The fighting continued into the night and by 1900 hours on the next day, the 4th Infantry had accomplished its mission. The Presidential Unit Citation was awarded to the 1st Battalion for its heroism during the attack on the peaks. The next day, the American invasion force engaged and defeated 1,000 Japanese in a suicide counter-attack near Sarana Valley. The Fourth was given the task of combing the area of Chichagof Valley by active patrolling, hunting out and capturing or killing Japanese stragglers. This was the last engagement with the Japanese for the regiment. The Japanese had been driven from Alaska's Aleutian Islands. In the fighting the regiment lost approximately five officers and sixty enlisted men.
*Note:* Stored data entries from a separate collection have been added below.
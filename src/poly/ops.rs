//! Convex operations on [`Poly`]: intersection, convex hull, topological
//! closure, space-dimension surgery, affine image/preimage, time
//! elapse and unconstrain.

use super::{cs_flat, gs_flat, Poly};
use crate::con::{Con, ConType};
use crate::gen::{Gen, GenType};
use crate::globals::DimType;
use crate::integer::Integer;
use crate::linear_expr::LinearExpr;
use crate::var::Var;

impl Poly {
    /// `self := self /\ other` (conjunction of constraints).
    pub fn intersection_assign(&mut self, other: &Poly) {
        debug_assert_eq!(self.space_dim(), other.space_dim());
        if self.is_empty() {
            return;
        }
        if other.is_empty() {
            *self = Poly::empty(self.space_dim(), self.topology());
            return;
        }
        self.add_cons(cs_flat(other.cons()));
    }

    /// The convex set `self /\ other`, leaving both operands untouched.
    pub fn intersection(&self, other: &Poly) -> Poly {
        let mut r = self.clone();
        r.intersection_assign(other);
        r
    }

    /// `self := self \sqcup other` (smallest convex superset of the
    /// union, i.e. the convex/poly hull).
    pub fn poly_hull_assign(&mut self, other: &Poly) {
        debug_assert_eq!(self.space_dim(), other.space_dim());
        if other.is_empty() {
            return;
        }
        if self.is_empty() {
            *self = other.clone();
            return;
        }
        let mut gens = gs_flat(self.gens());
        gens.extend(gs_flat(other.gens()));
        *self = Poly::from_gens(self.space_dim(), self.topology(), gens);
    }

    /// The convex/poly hull of `self` and `other`.
    pub fn poly_hull(&self, other: &Poly) -> Poly {
        let mut r = self.clone();
        r.poly_hull_assign(other);
        r
    }

    /// Replaces `self` with its topological closure (drops strictness:
    /// every strict inequality becomes non-strict, every closure point
    /// is promoted to a real point).
    pub fn topological_closure_assign(&mut self) {
        if self.is_empty() || self.is_topologically_closed() {
            return;
        }
        let cons: Vec<Con> = cs_flat(self.cons())
            .into_iter()
            .map(|c| {
                if c.is_strict_inequality() {
                    Con::new(c.linear_expr().clone(), c.inhomo_term().clone(), ConType::NonStrictIneq)
                } else {
                    c
                }
            })
            .collect();
        *self = Poly::from_cons(self.space_dim(), self.topology(), cons);
    }

    /// Embeds `self` into a space with `n` extra unconstrained
    /// dimensions, appended at the end.
    pub fn add_space_dims(&mut self, n: DimType) {
        if n == 0 {
            return;
        }
        let new_dim = self.space_dim() + n;
        if self.is_empty() {
            *self = Poly::empty(new_dim, self.topology());
            return;
        }
        let mut gens = gs_flat(self.gens());
        for g in &mut gens {
            g.set_space_dim(new_dim);
        }
        for i in self.space_dim()..new_dim {
            gens.push(Gen::line_along(Var::new(i)));
        }
        *self = Poly::from_gens(new_dim, self.topology(), gens);
    }

    /// Removes the space dimensions at `sorted_indices`, renumbering
    /// the remainder.
    pub fn remove_space_dims(&mut self, sorted_indices: &[DimType]) {
        if sorted_indices.is_empty() {
            return;
        }
        let new_dim = self.space_dim() - sorted_indices.len() as DimType;
        if self.is_empty() {
            *self = Poly::empty(new_dim, self.topology());
            return;
        }
        let cons: Vec<Con> = cs_flat(self.cons())
            .into_iter()
            .map(|mut c| {
                c.linear_expr_mut().remove_space_dims(sorted_indices);
                c.strong_normalize();
                c
            })
            .collect();
        *self = Poly::from_cons(new_dim, self.topology(), cons);
    }

    /// Appends `other`'s dimensions after `self`'s own, conjoining the
    /// two polyhedra in the resulting product space (the generalized
    /// Cartesian product used by the original's `concatenate_assign`).
    pub fn concatenate_assign(&mut self, other: &Poly) {
        let d1 = self.space_dim();
        let d2 = other.space_dim();
        if self.is_empty() || other.is_empty() {
            *self = Poly::empty(d1 + d2, self.topology());
            return;
        }
        let mut cons: Vec<Con> = cs_flat(self.cons());
        for c in &mut cons {
            c.set_space_dim(d1 + d2);
        }
        for c in cs_flat(other.cons()) {
            let mut shifted_expr = LinearExpr::with_dim(d1 + d2);
            for i in 0..d2 {
                shifted_expr.set(d1 + i, c.linear_expr().get(i));
            }
            cons.push(Con::new(shifted_expr, c.inhomo_term().clone(), c.con_type()));
        }
        *self = Poly::from_cons(d1 + d2, self.topology(), cons);
    }

    /// `self := self[v := expr/denom]`, the affine image under
    /// `v' = (expr . x + b) / denom` (`denom > 0`).
    pub fn affine_image(&mut self, v: Var, expr: &LinearExpr, b: &Integer, denom: &Integer) {
        debug_assert!(denom.is_positive());
        if self.is_empty() {
            return;
        }
        let gens: Vec<Gen> = gs_flat(self.gens())
            .into_iter()
            .map(|g| {
                let mut new_expr = g.linear_expr().clone();
                new_expr.set_space_dim(self.space_dim());
                let old_v = new_expr.get(v.id());
                let mut rhs = expr.clone();
                rhs.set_space_dim(self.space_dim());
                let hom0 = if g.is_line_or_ray() { Integer::zero() } else { g.divisor().clone() };
                let mut value = b.clone() * hom0.clone();
                for i in 0..self.space_dim() {
                    value += &(rhs.get(i) * new_expr.get(i));
                }
                new_expr.mul_assign(denom);
                let _ = old_v;
                new_expr.set(v.id(), value);
                let new_div = if g.is_line_or_ray() { Integer::zero() } else { g.divisor().clone() * denom.clone() };
                let ty = if g.is_line() {
                    GenType::Line
                } else if g.is_ray() {
                    GenType::Ray
                } else if g.is_closure_point() {
                    GenType::ClosurePoint
                } else {
                    GenType::Point
                };
                Gen::new(ty, new_expr, new_div)
            })
            .collect();
        *self = Poly::from_gens(self.space_dim(), self.topology(), gens);
    }

    /// The inverse of [`Poly::affine_image`] when the map is invertible:
    /// `self := self[v := (denom*v - expr_without_v) / coeff_v]`, applied
    /// here directly on the constraint side (substitution into every
    /// constraint), which is valid for any (not necessarily invertible)
    /// affine map.
    pub fn affine_preimage(&mut self, v: Var, expr: &LinearExpr, b: &Integer, denom: &Integer) {
        debug_assert!(denom.is_positive());
        if self.is_empty() {
            return;
        }
        let cons: Vec<Con> = cs_flat(self.cons())
            .into_iter()
            .map(|c| {
                let coeff_v = c.coeff(v);
                if coeff_v.is_zero() {
                    let mut e = c.linear_expr().clone();
                    e.mul_assign(denom);
                    Con::new(e, c.inhomo_term().clone() * denom.clone(), c.con_type())
                } else {
                    let mut e = c.linear_expr().clone();
                    e.set_space_dim(self.space_dim());
                    e.mul_assign(denom);
                    let mut sub = expr.clone();
                    sub.set_space_dim(self.space_dim());
                    sub.mul_assign(&coeff_v);
                    e.set(v.id(), Integer::zero());
                    e.add_assign(&sub);
                    let inhomo = c.inhomo_term().clone() * denom.clone() + &(b.clone() * coeff_v);
                    Con::new(e, inhomo, c.con_type())
                }
            })
            .collect();
        *self = Poly::from_cons(self.space_dim(), self.topology(), cons);
    }

    /// Projects away any upper bound on `v` (existential elision of
    /// `v`'s upper constraints, keeping lower bounds): used to build
    /// time-elapse below.
    fn unconstrain_one(&mut self, v: Var) {
        if self.is_empty() {
            return;
        }
        let mut gens = gs_flat(self.gens());
        gens.push(Gen::line_along(v));
        *self = Poly::from_gens(self.space_dim(), self.topology(), gens);
    }

    /// Removes every constraint on `v` (projects it out entirely,
    /// replacing its value by a free line direction).
    pub fn unconstrain(&mut self, v: Var) {
        self.unconstrain_one(v);
    }

    /// Removes every constraint on each variable in `vs`.
    pub fn unconstrain_all(&mut self, vs: &[Var]) {
        for &v in vs {
            self.unconstrain_one(v);
        }
    }

    /// `self := self \nearrow other` (time elapse): the smallest
    /// polyhedron containing every point reachable from a point of
    /// `self` by moving along a ray of `other`.
    pub fn time_elapse_assign(&mut self, other: &Poly) {
        debug_assert_eq!(self.space_dim(), other.space_dim());
        if self.is_empty() || other.is_empty() {
            *self = Poly::empty(self.space_dim(), self.topology());
            return;
        }
        let mut gens: Vec<Gen> = gs_flat(self.gens()).into_iter().filter(Gen::is_point_or_closure_point).collect();
        gens.extend(gs_flat(other.gens()).into_iter().filter(|g| !g.is_point_or_closure_point()));
        gens.extend(gs_flat(self.gens()).into_iter().filter(|g| !g.is_point_or_closure_point()));
        *self = Poly::from_gens(self.space_dim(), self.topology(), gens);
    }
}

#[cfg(test)]
mod tests {
    use super::*;
    use crate::con::ConType;
    use crate::globals::Topol;

    fn con(vals: &[i64], inhomo: i64, ty: ConType) -> Con {
        let mut e = LinearExpr::new();
        for (i, v) in vals.iter().enumerate() {
            e.set(i as DimType, Integer::from_i64(*v));
        }
        Con::new(e, Integer::from_i64(inhomo), ty)
    }

    fn unit_square() -> Poly {
        let cs = vec![
            con(&[1, 0], 0, ConType::NonStrictIneq),
            con(&[-1, 0], 1, ConType::NonStrictIneq),
            con(&[0, 1], 0, ConType::NonStrictIneq),
            con(&[0, -1], 1, ConType::NonStrictIneq),
        ];
        Poly::from_cons(2, Topol::Closed, cs)
    }

    #[test]
    fn intersection_of_square_with_half_space() {
        let mut p = unit_square();
        let half = Poly::from_cons(2, Topol::Closed, vec![con(&[1, 0], -1, ConType::NonStrictIneq)]); // x >= 1
        p.intersection_assign(&half);
        assert!(!p.is_empty());
        assert_eq!(p.gens().len(), 2); // the right edge of the square
    }

    #[test]
    fn poly_hull_of_two_points_is_segment() {
        let a = Poly::from_gens(1, Topol::Closed, vec![Gen::point_origin(1)]);
        let b = Poly::from_gens(
            1,
            Topol::Closed,
            vec![Gen::new(GenType::Point, LinearExpr::from_var(Var::new(0)), Integer::one())],
        );
        let h = a.poly_hull(&b);
        assert_eq!(h.affine_dim(), 1);
    }

    #[test]
    fn add_then_remove_space_dims_round_trips_dimension() {
        let mut p = unit_square();
        p.add_space_dims(1);
        assert_eq!(p.space_dim(), 3);
        p.remove_space_dims(&[2]);
        assert_eq!(p.space_dim(), 2);
        assert!(p.equals(&unit_square()));
    }

    #[test]
    fn unconstrain_grows_the_set() {
        let mut p = unit_square();
        p.unconstrain(Var::new(0));
        assert!(p.is_universe() == false);
        assert_eq!(p.affine_dim(), 2);
    }
}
2nd Battalion, 4th Infantry participated in a large troop movements by air. Early on the morning of 19 June 1942 the battalion was ordered to move to Nome, Alaska, near the edge of the Arctic Circle, where unidentified planes were flying threatening an invasion. Only a small number of army transport planes were available. The situation was critical and orders required that the vanguard of the force, 20 anti-aircraft guns and their crews, be in Nome within 24 hours. All civilian air traffic in Alaska was stopped that day and every suitable airplane in the vicinity was requisitioned for the movement. The fleet of planes included Stinsons, Bellancas, and two old Ford Tri-motors. By midnight of the same day, after 39 individual trips, the anti-aircraft units had been moved to Nome and the big shuttle movement was under way. Despite weather that kept the planes on the ground part of the time, the entire force and all its equipment, with the exception of big field guns and similar heavy equipment, was transported to Nome in a period of 18 days. The movement would have been completed in a week had it not been for the unfavorable weather conditions. Cargo-carrying commercial planes coming in from China were used to supplement the air armada. The midnight sun, providing almost full 24 hours of daylight, made it possible for some of the planes to make two trips in a single day. Ammunition, rations, tents, even 37 millimeter guns and field kitchens, everything necessary to make the force self-sufficient were moved by air without one accident. Heavy weapons were brought up later by boat. The troops stepped out of the planes in Nome, equipped and ready to fight. The total flights came to 218. The troops maneuvered in weather from 20 to 35 degrees below zero. They found that none of the elaborate footgear provided by the army protected their feet as well as the native Mukluk, made by the Eskimos from deer and the hide of sealskins. The 2nd Battalion remained in Nome for a year, later moving to the Aleutians. First to Dutch Harbor then to Adak, where they experienced other types of bad weather.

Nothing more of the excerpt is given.